Judging by what has been going on in Washington, there are a lot of congressmen who also “need to go find a real job.” The people of northeast Georgia might be in the mood, come next election, to give Broun an opportunity to start sending out his resume.
More important, however, Broun’s observation reflects the belief among many budget-cutters that cutting government jobs will only help the economy and the nation.
Recently, it was announced that due to state budget cuts and the end of the federal stimulus money, Alabama will have to lay off 1,100 state-government employees.
These are real people. They have been doing real jobs. They work in the state Department of Agriculture, in the court system, in juvenile probation offices and state administrative offices. And more than half of the soon-to-be unemployed are on the state Department of Mental Health payroll.

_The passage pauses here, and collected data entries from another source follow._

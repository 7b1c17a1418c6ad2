mod answer_pending;
mod cleanup;
mod mempool;
mod process_pings;
mod process_pongs;
mod stale;

use std::sync::Arc;

use pingpong_gateway::ChainGateway;
use pingpong_store::ExchangeStore;
use pingpong_types::{BotConfig, Iteration};
use tracing::instrument;

use crate::error::CoreError;

/// Component D (spec §4.D): dispatches the per-phase actions according
/// to iteration type. Phase order within each branch is load-bearing —
/// see spec §4.D for why pongs are always processed before pings, and
/// why `Recovery` defers `answerPendingPings`/`processStalePongs` to
/// `RecoveryEnd`.
pub struct Executor {
    gateway: Arc<dyn ChainGateway>,
    store:   Arc<dyn ExchangeStore>,
    config:  BotConfig
}

impl Executor {
    pub fn new(gateway: Arc<dyn ChainGateway>, store: Arc<dyn ExchangeStore>, config: BotConfig) -> Self {
        Self { gateway, store, config }
    }

    #[instrument(skip(self), fields(iteration = ?iteration))]
    pub async fn execute(&self, iteration: &Iteration) -> Result<(), CoreError> {
        match iteration {
            Iteration::RecoveryStart { .. } => self.process_mempool().await,
            Iteration::Normal { from_block, to_block, .. } => {
                self.process_pongs(*from_block, *to_block, false).await?;
                self.process_pings(*from_block, *to_block).await?;
                self.cleanup().await?;
                self.answer_pending_pings().await?;
                self.process_stale_pongs().await?;
                Ok(())
            }
            Iteration::Recovery { from_block, to_block, .. } => {
                self.process_pongs(*from_block, *to_block, true).await?;
                self.process_pings(*from_block, *to_block).await?;
                self.cleanup().await?;
                Ok(())
            }
            Iteration::RecoveryEnd { .. } => self.answer_pending_pings().await
        }
    }
}

pub(crate) fn now_secs() -> u64 {
    std::time::SystemTime::now()
        .duration_since(std::time::UNIX_EPOCH)
        .expect("system clock before unix epoch")
        .as_secs()
}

Not only will the residents of Alabama be denied their services, the economy of the state will not feel their purchasing power and the coffers of the state will not collect the taxes they would have paid.
It’s fortunate that some of them will be able to begin drawing retirement, but most will not. Instead, most will become part of an army of unemployed and, given the current state of the job market, they will likely stay there for a while.
So, in addition to lost services, lost purchasing power and lost tax revenue, there will be the psychological impact that comes with losing a job and with it the ability to provide for one’s family and one’s self.
Despite what Rep. Broun and others like him say, these are real jobs done by real people, and when those jobs are lost, there are real consequences to the unemployed and to us all.